If you could sit down with the decision makers of America, what would you tell them about Native America?
If I were to sit down with the decision makers of America, I would say that Indian Country should be the ones in charge of determining how we present our story and what best benefits our communities. On a consistent basis, we are being told what is best for us. For example, we are being told that the Washington Football team mascot is “honoring” us, but in reality it is harming us. It is perpetuating the process of allowing those outside of our communities to tell our story and shape their perception of how we should conduct ourselves. I would argue that is changing with the millennial generation. I think we are beginning to voice concerns out loud and engage others in our conversation, whereas before things like the tragically high rates of Native youth suicides went unmentioned and unnoticed because it was considered a taboo subject. But today, Native youth are taking charge and saying “No, let’s talk about it!”
What’s the best advice you have for college-bound Native students?
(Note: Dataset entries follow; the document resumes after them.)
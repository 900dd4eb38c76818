use crate::domain::prerelease::{PreRelease, PreReleaseKind};
use crate::error::{PrepareError, Result};
use std::fmt;
use std::str::FromStr;

/// A release version as supplied on the command line
///
/// Holds the compact input (`0.1.0a7`) and renders the dashed form
/// (`0.1.0-alpha.7`) that Cargo manifests and revision pins use.
#[derive(Debug, Clone, PartialEq, Eq)]
pub struct ReleaseVersion {
    raw: String,
    pub major: u64,
    pub minor: u64,
    pub patch: u64,
    pub pre: Option<PreRelease>,
}

impl ReleaseVersion {
    /// Parse a compact version string.
    ///
    /// Accepts `MAJOR.MINOR.PATCH` or `MAJOR.MINOR.PATCH` followed directly by
    /// `a`, `b` or `rc` and one or more digits. Anything else is rejected as a
    /// whole; there is no partial parse.
    ///
    /// # Example
    /// ```ignore
    /// let v = ReleaseVersion::parse("0.1.0a7")?;
    /// assert_eq!(v.to_dashed(), "0.1.0-alpha.7");
    /// ```
    pub fn parse(input: &str) -> Result<Self> {
        let invalid = || PrepareError::InvalidVersion(input.to_string());

        let split_at = input
            .find(|c: char| !(c.is_ascii_digit() || c == '.'))
            .unwrap_or(input.len());
        let (base, suffix) = input.split_at(split_at);

        let parts: Vec<&str> = base.split('.').collect();
        if parts.len() != 3 {
            return Err(invalid());
        }
        let mut numbers = [0u64; 3];
        for (slot, part) in numbers.iter_mut().zip(&parts) {
            *slot = parse_digits(part).ok_or_else(invalid)?;
        }

        let pre = if suffix.is_empty() {
            None
        } else {
            let marker_len = suffix
                .find(|c: char| !c.is_ascii_alphabetic())
                .unwrap_or(suffix.len());
            let (marker, digits) = suffix.split_at(marker_len);
            let kind = marker.parse::<PreReleaseKind>().map_err(|_| invalid())?;
            let number = parse_digits(digits).ok_or_else(invalid)?;
            Some(PreRelease::new(kind, number))
        };

        let version = ReleaseVersion {
            raw: input.to_string(),
            major: numbers[0],
            minor: numbers[1],
            patch: numbers[2],
            pre,
        };

        // The dashed form ends up in Cargo manifests, so it has to be valid semver.
        semver::Version::parse(&version.to_dashed()).map_err(|_| invalid())?;

        Ok(version)
    }

    /// The version exactly as supplied
    pub fn compact(&self) -> &str {
        &self.raw
    }

    /// Dashed rendering: the base alone for stable releases, otherwise
    /// `base-{alpha|beta|rc}.N`
    pub fn to_dashed(&self) -> String {
        match &self.pre {
            None => format!("{}.{}.{}", self.major, self.minor, self.patch),
            Some(pre) => format!("{}.{}.{}-{}", self.major, self.minor, self.patch, pre),
        }
    }

    pub fn is_prerelease(&self) -> bool {
        self.pre.is_some()
    }
}

fn parse_digits(s: &str) -> Option<u64> {
    if s.is_empty() || !s.bytes().all(|b| b.is_ascii_digit()) {
        return None;
    }
    s.parse::<u64>().ok()
}

impl FromStr for ReleaseVersion {
    type Err = PrepareError;

    fn from_str(s: &str) -> Result<Self> {
        ReleaseVersion::parse(s)
    }
}

impl fmt::Display for ReleaseVersion {
    fn fmt(&self, f: &mut fmt::Formatter<'_>) -> fmt::Result {
        write!(f, "{}", self.raw)
    }
}

#[cfg(test)]
mod tests {
    use super::*;

    #[test]
    fn test_parse_stable() {
        let v = ReleaseVersion::parse("1.2.3").unwrap();
        assert_eq!((v.major, v.minor, v.patch), (1, 2, 3));
        assert!(!v.is_prerelease());
        assert_eq!(v.to_dashed(), "1.2.3");
    }

    #[test]
    fn test_stable_dashed_form_is_unchanged() {
        for input in ["0.0.0", "0.1.0", "1.0.0", "10.20.30", "2.0.15"] {
            let v = ReleaseVersion::parse(input).unwrap();
            assert_eq!(v.to_dashed(), input);
            assert_eq!(v.compact(), input);
        }
    }

    #[test]
    fn test_prerelease_conversion() {
        let cases = [
            ("0.1.0a7", "0.1.0-alpha.7"),
            ("1.0.0b2", "1.0.0-beta.2"),
            ("2.0.0rc1", "2.0.0-rc.1"),
            ("3.4.5a0", "3.4.5-alpha.0"),
            ("0.1.0rc12", "0.1.0-rc.12"),
        ];
        for (input, expected) in cases {
            let v = ReleaseVersion::parse(input).unwrap();
            assert!(v.is_prerelease());
            assert_eq!(v.to_dashed(), expected, "input {}", input);
        }
    }

    #[test]
    fn test_prerelease_components() {
        let v = ReleaseVersion::parse("0.1.0rc3").unwrap();
        let pre = v.pre.unwrap();
        assert_eq!(pre.kind, PreReleaseKind::ReleaseCandidate);
        assert_eq!(pre.number, 3);
    }

    #[test]
    fn test_rejects_malformed_inputs() {
        for input in [
            "",
            "1.0",
            "1.0.0.0",
            "v1.0.0",
            "1.0.0a",
            "1.0.0rc",
            "1.0.0-alpha.1",
            "1.0.0alpha1",
            "1.0.0a1b",
            "1.0.0 ",
            " 1.0.0",
            "1..0",
            "1.0.0dev1",
            "1.0.0A1",
            "a.b.c",
        ] {
            assert!(
                ReleaseVersion::parse(input).is_err(),
                "expected '{}' to be rejected",
                input
            );
        }
    }

    #[test]
    fn test_rejects_leading_zero_base() {
        assert!(ReleaseVersion::parse("01.0.0").is_err());
        assert!(ReleaseVersion::parse("1.00.0").is_err());
    }

    #[test]
    fn test_rejects_non_ascii_digits() {
        assert!(ReleaseVersion::parse("1.0.٣").is_err());
    }

    #[test]
    fn test_invalid_error_carries_input() {
        let err = ReleaseVersion::parse("1.0").unwrap_err();
        assert!(matches!(err, PrepareError::InvalidVersion(ref s) if s == "1.0"));
    }

    #[test]
    fn test_display_is_compact_form() {
        let v: ReleaseVersion = "0.1.0a7".parse().unwrap();
        assert_eq!(v.to_string(), "0.1.0a7");
    }
}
The best advice I could give college-bound Native students is to speak up in your classes. I attend a University with a low number of American Indian students, and as a result Native issues are very rarely mentioned in the classroom. It was always really important for me, especially in my Political Science classes, to stand up and say “Hey wait, what about tribal governments?” It’s always a topic that is briefly mentioned in just one powerpoint slide, and that’s it. Instead it should be a more prominent topic of discussion. Indian country and American Indians are often forgotten and overlooked, but we are an important part of our society. Sometimes bringing up the subject might be “uncomfortable” for others. It’s always interesting to see how little my classmates understand Native policies and governance, but this is your opportunity to educate others and engage them in conversation. Only when you speak up will social change begin.